I am currently stuck with the following question:
Let $q$ be a polynomial of degree $n+1$ with distinct positive zeros $x_0, ... , x_n$. Find a polynomial $p \in P_n$ that satisfies the functional equation $q(x)p(x) + q(-x)p(-x) = 1$ for all $x$ in $\Re$. Is such a polynomial unique?
Would appreciate your kind explanations! Thank you!

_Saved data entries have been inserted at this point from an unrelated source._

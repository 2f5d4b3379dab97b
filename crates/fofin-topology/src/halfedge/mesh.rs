use std::collections::{HashMap, HashSet};

use fofin_core::error::{FofinError, Result};
use serde::{Deserialize, Serialize};
use slotmap::SlotMap;

use super::types::*;

#[derive(Debug, Clone, Serialize, Deserialize)]
#[serde(from = "MeshRecord")]
pub struct Mesh {
    pub vertices: SlotMap<VertexId, Vertex>,
    pub halfedges: SlotMap<HalfEdgeId, HalfEdge>,
    pub edges: SlotMap<EdgeId, Edge>,
    pub faces: SlotMap<FaceId, Face>,
    /// `(origin, target) -> half-edge`, derived from `halfedges`.
    #[serde(skip)]
    pub(crate) lookup: HashMap<(VertexId, VertexId), HalfEdgeId>,
}

/// Serialized form of [`Mesh`]; the directed lookup is rebuilt on load.
#[derive(Deserialize)]
struct MeshRecord {
    vertices: SlotMap<VertexId, Vertex>,
    halfedges: SlotMap<HalfEdgeId, HalfEdge>,
    edges: SlotMap<EdgeId, Edge>,
    faces: SlotMap<FaceId, Face>,
}

impl From<MeshRecord> for Mesh {
    fn from(record: MeshRecord) -> Self {
        let mut mesh = Self {
            vertices: record.vertices,
            halfedges: record.halfedges,
            edges: record.edges,
            faces: record.faces,
            lookup: HashMap::new(),
        };
        mesh.rebuild_lookup();
        mesh
    }
}

impl Mesh {
    pub fn new() -> Self {
        Self {
            vertices: SlotMap::with_key(),
            halfedges: SlotMap::with_key(),
            edges: SlotMap::with_key(),
            faces: SlotMap::with_key(),
            lookup: HashMap::new(),
        }
    }

    /// Build a mesh from positions and faces given as indices into `positions`.
    pub fn from_vertices_and_faces(positions: &[Point3], faces: &[Vec<usize>]) -> Result<Self> {
        let mut mesh = Self::new();
        let keys: Vec<VertexId> = positions.iter().map(|&p| mesh.add_vertex(p)).collect();

        for (index, face) in faces.iter().enumerate() {
            let loop_keys = face
                .iter()
                .map(|&i| {
                    keys.get(i).copied().ok_or_else(|| {
                        FofinError::InvalidArgument(format!(
                            "Face {} references vertex index {} but only {} vertices exist",
                            index,
                            i,
                            keys.len()
                        ))
                    })
                })
                .collect::<Result<Vec<_>>>()?;
            mesh.make_face(&loop_keys)?;
        }

        Ok(mesh)
    }

    pub fn add_vertex(&mut self, position: Point3) -> VertexId {
        self.vertices.insert(Vertex {
            position,
            halfedge: None,
        })
    }

    /// Create an edge between two vertices, returning the EdgeId.
    /// Creates two half-edges (twins) and links them; `v1 -> v2` becomes the
    /// registered orientation of the edge.
    pub fn make_edge(&mut self, v1: VertexId, v2: VertexId) -> Result<EdgeId> {
        if !self.vertices.contains_key(v1) || !self.vertices.contains_key(v2) {
            return Err(FofinError::NotFound("Vertex not found".into()));
        }
        if v1 == v2 {
            return Err(FofinError::Topology(format!(
                "Cannot create an edge from vertex {:?} to itself",
                v1
            )));
        }
        if self.lookup.contains_key(&(v1, v2)) {
            return Err(FofinError::Topology(format!(
                "Edge between {:?} and {:?} already exists",
                v1, v2
            )));
        }

        let he_a = self.halfedges.insert(HalfEdge {
            origin: v1,
            twin: None,
            next: None,
            prev: None,
            face: None,
            edge: None,
        });

        let he_b = self.halfedges.insert(HalfEdge {
            origin: v2,
            twin: Some(he_a),
            next: None,
            prev: None,
            face: None,
            edge: None,
        });

        self.halfedges[he_a].twin = Some(he_b);

        let edge_id = self.edges.insert(Edge {
            halfedge_a: he_a,
            halfedge_b: he_b,
        });

        self.halfedges[he_a].edge = Some(edge_id);
        self.halfedges[he_b].edge = Some(edge_id);
        self.lookup.insert((v1, v2), he_a);
        self.lookup.insert((v2, v1), he_b);

        // Set outgoing half-edge for vertices if not set
        if self.vertices[v1].halfedge.is_none() {
            self.vertices[v1].halfedge = Some(he_a);
        }
        if self.vertices[v2].halfedge.is_none() {
            self.vertices[v2].halfedge = Some(he_b);
        }

        Ok(edge_id)
    }

    /// Create a face from an ordered list of vertices (CCW winding).
    /// Reuses existing edges/half-edges where possible.
    pub fn make_face(&mut self, vertices: &[VertexId]) -> Result<FaceId> {
        let n = vertices.len();
        if n < 3 {
            return Err(FofinError::Topology(
                "A face requires at least 3 vertices".into(),
            ));
        }

        let mut seen = HashSet::with_capacity(n);
        for &v in vertices {
            if !self.vertices.contains_key(v) {
                return Err(FofinError::NotFound("Vertex not found".into()));
            }
            if !seen.insert(v) {
                return Err(FofinError::Topology(format!(
                    "Vertex {:?} appears more than once in the face loop",
                    v
                )));
            }
        }

        // Check every existing half-edge before touching the arenas
        for i in 0..n {
            if let Some(he_id) = self.find_halfedge(vertices[i], vertices[(i + 1) % n]) {
                if self.halfedges[he_id].face.is_some() {
                    return Err(FofinError::Topology(
                        "Half-edge already belongs to a face (non-manifold)".into(),
                    ));
                }
            }
        }

        // Collect or create half-edges for each edge of the face
        let mut face_halfedges = Vec::with_capacity(n);
        for i in 0..n {
            let v_from = vertices[i];
            let v_to = vertices[(i + 1) % n];

            match self.find_halfedge(v_from, v_to) {
                Some(he_id) => face_halfedges.push(he_id),
                None => {
                    let edge_id = self.make_edge(v_from, v_to)?;
                    face_halfedges.push(self.edges[edge_id].halfedge_a);
                }
            }
        }

        let face_id = self.faces.insert(Face {
            halfedge: face_halfedges[0],
        });

        // Link half-edges: next/prev chain + face assignment
        for i in 0..n {
            let he = face_halfedges[i];
            let next_he = face_halfedges[(i + 1) % n];
            let prev_he = face_halfedges[(n + i - 1) % n];

            self.halfedges[he].next = Some(next_he);
            self.halfedges[he].prev = Some(prev_he);
            self.halfedges[he].face = Some(face_id);
        }

        Ok(face_id)
    }

    /// Convenience: create a quadrilateral face.
    pub fn make_quad(
        &mut self,
        v1: VertexId,
        v2: VertexId,
        v3: VertexId,
        v4: VertexId,
    ) -> Result<FaceId> {
        self.make_face(&[v1, v2, v3, v4])
    }

    /// Find a half-edge going from `origin` to `target`.
    pub fn find_halfedge(&self, origin: VertexId, target: VertexId) -> Option<HalfEdgeId> {
        self.lookup.get(&(origin, target)).copied()
    }

    /// Get the target (destination) vertex of a half-edge.
    pub fn halfedge_target(&self, he_id: HalfEdgeId) -> Option<VertexId> {
        let he = self.halfedges.get(he_id)?;
        let twin_id = he.twin?;
        let twin = self.halfedges.get(twin_id)?;
        Some(twin.origin)
    }

    /// Get both faces adjacent to an edge.
    pub fn edge_faces(&self, edge_id: EdgeId) -> (Option<FaceId>, Option<FaceId>) {
        let edge = match self.edges.get(edge_id) {
            Some(e) => e,
            None => return (None, None),
        };
        let face_a = self
            .halfedges
            .get(edge.halfedge_a)
            .and_then(|he| he.face);
        let face_b = self
            .halfedges
            .get(edge.halfedge_b)
            .and_then(|he| he.face);
        (face_a, face_b)
    }

    /// The end points of an edge in its registered orientation.
    pub fn edge_vertices(&self, edge_id: EdgeId) -> Option<(VertexId, VertexId)> {
        let edge = self.edges.get(edge_id)?;
        let u = self.halfedges.get(edge.halfedge_a)?.origin;
        let v = self.halfedges.get(edge.halfedge_b)?.origin;
        Some((u, v))
    }

    /// All edges as vertex pairs, in registered orientation.
    pub fn edge_pairs(&self) -> impl Iterator<Item = (VertexId, VertexId)> + '_ {
        self.edges
            .keys()
            .filter_map(move |edge_id| self.edge_vertices(edge_id))
    }

    /// The face on the left of the directed edge `u -> v`.
    pub fn halfedge_face(&self, u: VertexId, v: VertexId) -> Option<FaceId> {
        let he_id = self.find_halfedge(u, v)?;
        self.halfedges.get(he_id)?.face
    }

    /// Vertices that lie on an open boundary.
    pub fn vertices_on_boundary(&self) -> HashSet<VertexId> {
        let mut boundary = HashSet::new();
        for (he_id, he) in &self.halfedges {
            if he.face.is_none() {
                boundary.insert(he.origin);
                if let Some(target) = self.halfedge_target(he_id) {
                    boundary.insert(target);
                }
            }
        }
        boundary
    }

    /// Faces with at least one edge on an open boundary.
    pub fn faces_on_boundary(&self) -> HashSet<FaceId> {
        self.halfedges
            .values()
            .filter(|he| he.face.is_none())
            .filter_map(|he| he.twin)
            .filter_map(|twin| self.halfedges.get(twin).and_then(|t| t.face))
            .collect()
    }

    pub(crate) fn rebuild_lookup(&mut self) {
        let lookup: HashMap<_, _> = self
            .halfedges
            .keys()
            .filter_map(|he_id| {
                let origin = self.halfedges[he_id].origin;
                let target = self.halfedge_target(he_id)?;
                Some(((origin, target), he_id))
            })
            .collect();
        self.lookup = lookup;
    }
}

impl Default for Mesh {
    fn default() -> Self {
        Self::new()
    }
}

Nice exercise, though I doubt that it can be considered as a research question. Put $y=x^2$, and write $q(x)= a(y)+xb(y)$. I claim that the polynomials $a$ and $b$ are coprime: if a non-constant polynomial $f$ divides $a$ and $b$, then $f(x^2)$ divides $q(x)$, but that implies that some of the roots $x_i$ of $q$ are negative. Note also that since the roots are positive $y$ does not divide $a$. Therefore there exist polynomials $c,d$ such that $a(y)c(y)+yb(y)d(y)=\dfrac{1}{2} $. Put $p(x)=c(x^2)+xd(x^2)$; then $q(x)p(x)=\dfrac{1}{2}+ x g(x^2) $, with $g= ad+bc$, so $q$ answers the question.
As usual you can replace $c(y),d(y)$ by $c(y)-yb(y)e(y), d(y)+ a(y)e(y)$ for some polynomial $e$, so the solution is far from unique.